BRIEF: What lines of the data below hold the string "MissingPrefix"? Copy each one.

*** PROVIDED RECORDS ***

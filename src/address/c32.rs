//! c32check - Stacks address encoding
//!
//! Crockford-style base32 over a big-endian integer, with one `0` digit kept
//! per leading zero byte, and a 4-byte double-SHA256 checksum over
//! `version ‖ payload`.
//!
//! | Part | Content |
//! |------|---------|
//! | `S` | fixed address prefix |
//! | version | one c32 digit (22 → `P`, 26 → `T`) |
//! | body | c32(hash160 ‖ checksum) |

use serde::{Deserialize, Serialize};
use sha2::{Digest, Sha256};
use std::fmt;

use super::{Hash160, HASH160_LEN};

pub const C32_ALPHABET: &[u8; 32] = b"0123456789ABCDEFGHJKMNPQRSTVWXYZ";

const ADDRESS_PREFIX: char = 'S';
const CHECKSUM_LEN: usize = 4;

/// Stacks address version byte. Always below 32 so it fits one c32 digit.
#[derive(Debug, Clone, Copy, PartialEq, Eq, Hash, Serialize, Deserialize)]
#[serde(try_from = "u8", into = "u8")]
pub struct StacksVersion(u8);

impl StacksVersion {
    pub const MAINNET_SINGLE_SIG: Self = Self(22);
    pub const MAINNET_MULTI_SIG: Self = Self(20);
    pub const TESTNET_SINGLE_SIG: Self = Self(26);
    pub const TESTNET_MULTI_SIG: Self = Self(21);

    pub fn new(version: u8) -> Result<Self, VersionError> {
        if (version as usize) < C32_ALPHABET.len() {
            Ok(Self(version))
        } else {
            Err(VersionError::OutOfRange(version))
        }
    }

    pub fn get(&self) -> u8 {
        self.0
    }

    fn digit(&self) -> char {
        C32_ALPHABET[self.0 as usize] as char
    }
}

impl TryFrom<u8> for StacksVersion {
    type Error = VersionError;
    fn try_from(value: u8) -> Result<Self, Self::Error> {
        Self::new(value)
    }
}

impl From<StacksVersion> for u8 {
    fn from(value: StacksVersion) -> Self {
        value.0
    }
}

impl fmt::Display for StacksVersion {
    fn fmt(&self, f: &mut fmt::Formatter<'_>) -> fmt::Result {
        write!(f, "{}", self.0)
    }
}

#[derive(Debug, Clone, PartialEq, Eq, thiserror::Error)]
pub enum VersionError {
    #[error("Version byte {0} out of range (must be below 32)")]
    OutOfRange(u8),
}

/// Errors while decoding a c32 string
#[derive(Debug, Clone, PartialEq, Eq, thiserror::Error)]
pub enum C32Error {
    #[error("Address must start with '{}'", ADDRESS_PREFIX)]
    MissingPrefix,
    #[error("Invalid c32 character: {0:?}")]
    InvalidCharacter(char),
    #[error("Invalid payload length: {0} bytes")]
    InvalidLength(usize),
    #[error("Checksum mismatch")]
    ChecksumMismatch,
    #[error(transparent)]
    Version(#[from] VersionError),
}

/// Encode bytes as c32.
pub fn c32_encode(data: &[u8]) -> String {
    // Digits are produced least significant first.
    let mut digits = Vec::with_capacity(data.len() * 8 / 5 + 1);
    let mut acc: u32 = 0;
    let mut bits: u32 = 0;

    for &byte in data.iter().rev() {
        acc |= (byte as u32) << bits;
        bits += 8;
        while bits >= 5 {
            digits.push(C32_ALPHABET[(acc & 0x1f) as usize]);
            acc >>= 5;
            bits -= 5;
        }
    }
    if bits > 0 {
        digits.push(C32_ALPHABET[(acc & 0x1f) as usize]);
    }

    while digits.last() == Some(&b'0') {
        digits.pop();
    }
    let leading_zero_bytes = data.iter().take_while(|b| **b == 0).count();
    digits.extend(std::iter::repeat(b'0').take(leading_zero_bytes));

    digits.iter().rev().map(|d| *d as char).collect()
}

/// Decode a c32 string. Accepts lowercase and the `O`/`I`/`L` aliases.
pub fn c32_decode(input: &str) -> Result<Vec<u8>, C32Error> {
    let digits = input.chars().map(c32_digit).collect::<Result<Vec<_>, _>>()?;
    let mut bytes = digits_to_bytes(&digits);
    let leading_zero_digits = digits.iter().take_while(|d| **d == 0).count();
    let mut out = vec![0u8; leading_zero_digits];
    out.append(&mut bytes);
    Ok(out)
}

/// Stacks address for a version and hash160.
pub fn encode_address(version: StacksVersion, hash: &Hash160) -> String {
    let mut payload = Vec::with_capacity(HASH160_LEN + CHECKSUM_LEN);
    payload.extend_from_slice(hash.as_bytes());
    payload.extend_from_slice(&checksum(version, hash.as_bytes()));
    format!("{}{}{}", ADDRESS_PREFIX, version.digit(), c32_encode(&payload))
}

/// Split a Stacks address back into version and hash160, verifying the checksum.
pub fn decode_address(address: &str) -> Result<(StacksVersion, Hash160), C32Error> {
    let mut chars = address.chars();
    if chars.next().map(|c| c.to_ascii_uppercase()) != Some(ADDRESS_PREFIX) {
        return Err(C32Error::MissingPrefix);
    }
    let version_char = chars.next().ok_or(C32Error::InvalidLength(0))?;
    let version = StacksVersion::new(c32_digit(version_char)?)?;

    let digits = chars.map(c32_digit).collect::<Result<Vec<_>, _>>()?;
    let bytes = digits_to_bytes(&digits);
    let expected = HASH160_LEN + CHECKSUM_LEN;
    if bytes.len() > expected {
        return Err(C32Error::InvalidLength(bytes.len()));
    }
    // Payload is fixed width; restore any leading zero bytes.
    let mut payload = vec![0u8; expected - bytes.len()];
    payload.extend_from_slice(&bytes);

    let (hash, sum) = payload.split_at(HASH160_LEN);
    if sum != checksum(version, hash) {
        return Err(C32Error::ChecksumMismatch);
    }
    let hash = Hash160::from_slice(hash).map_err(|_| C32Error::InvalidLength(hash.len()))?;
    Ok((version, hash))
}

fn checksum(version: StacksVersion, payload: &[u8]) -> [u8; CHECKSUM_LEN] {
    let mut hasher = Sha256::new();
    hasher.update([version.get()]);
    hasher.update(payload);
    let twice = Sha256::digest(hasher.finalize());
    let mut out = [0u8; CHECKSUM_LEN];
    out.copy_from_slice(&twice[..CHECKSUM_LEN]);
    out
}

fn c32_digit(c: char) -> Result<u8, C32Error> {
    let normalized = match c.to_ascii_uppercase() {
        'O' => '0',
        'I' | 'L' => '1',
        other => other,
    };
    C32_ALPHABET
        .iter()
        .position(|d| *d as char == normalized)
        .map(|i| i as u8)
        .ok_or(C32Error::InvalidCharacter(c))
}

/// Big-endian base32 digits to minimal big-endian bytes.
fn digits_to_bytes(digits: &[u8]) -> Vec<u8> {
    let mut bytes = Vec::with_capacity(digits.len() * 5 / 8 + 1);
    let mut acc: u32 = 0;
    let mut bits: u32 = 0;

    for &digit in digits.iter().rev() {
        acc |= (digit as u32) << bits;
        bits += 5;
        if bits >= 8 {
            bytes.push((acc & 0xff) as u8);
            acc >>= 8;
            bits -= 8;
        }
    }
    if bits > 0 && acc != 0 {
        bytes.push(acc as u8);
    }

    while bytes.last() == Some(&0) {
        bytes.pop();
    }
    bytes.reverse();
    bytes
}

#[cfg(test)]
mod tests {
    use super::*;

    #[test]
    fn version_must_fit_one_digit() {
        assert!(StacksVersion::new(31).is_ok());
        assert_eq!(StacksVersion::new(32), Err(VersionError::OutOfRange(32)));
        assert_eq!(StacksVersion::MAINNET_SINGLE_SIG.digit(), 'P');
        assert_eq!(StacksVersion::TESTNET_SINGLE_SIG.digit(), 'T');
    }

    #[test]
    fn encodes_known_address() {
        let hash = Hash160::from_hex("a46ff88886c2ef9762d970b4d2c63678835bd39d").unwrap();
        assert_eq!(
            encode_address(StacksVersion::MAINNET_SINGLE_SIG, &hash),
            "SP2J6ZY48GV1EZ5V2V5RB9MP66SW86PYKKNRV9EJ7"
        );
    }

    #[test]
    fn zero_hash_keeps_leading_zero_digits() {
        let hash = Hash160::from_bytes([0u8; 20]);
        assert_eq!(encode_address(StacksVersion::MAINNET_SINGLE_SIG, &hash), "SP000000000000000000002Q6VF78");
    }

    #[test]
    fn decode_recovers_version_and_hash() {
        let (version, hash) = decode_address("SP2J6ZY48GV1EZ5V2V5RB9MP66SW86PYKKNRV9EJ7").unwrap();
        assert_eq!(version, StacksVersion::MAINNET_SINGLE_SIG);
        assert_eq!(hash.to_hex(), "a46ff88886c2ef9762d970b4d2c63678835bd39d");

        let (_, zero) = decode_address("SP000000000000000000002Q6VF78").unwrap();
        assert_eq!(zero, Hash160::from_bytes([0u8; 20]));
    }

    #[test]
    fn decode_detects_typos() {
        assert_eq!(decode_address("SP2J6ZY48GV1EZ5V2V5RB9MP66SW86PYKKNRV9EJ8"), Err(C32Error::ChecksumMismatch));
        assert_eq!(decode_address("XP2J6ZY48GV1EZ5V2V5RB9MP66SW86PYKKNRV9EJ7"), Err(C32Error::MissingPrefix));
        assert_eq!(decode_address("SP2J6ZY48GV1EZ5V2V5RB9MP66SW86PYKKNRV9EJU"), Err(C32Error::InvalidCharacter('U')));
    }

    #[test]
    fn raw_codec_preserves_leading_zeros() {
        let data = [0u8, 0, 1, 2, 3];
        assert_eq!(c32_decode(&c32_encode(&data)).unwrap(), data.to_vec());
        assert_eq!(c32_encode(&[]), "");
    }
}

*** End of PROVIDED RECORDS ***

RESPONSE:
    MissingPrefix,
        return Err(C32Error::MissingPrefix);
        assert_eq!(decode_address("XP2J6ZY48GV1EZ5V2V5RB9MP66SW86PYKKNRV9EJ7"), Err(C32Error::MissingPrefix));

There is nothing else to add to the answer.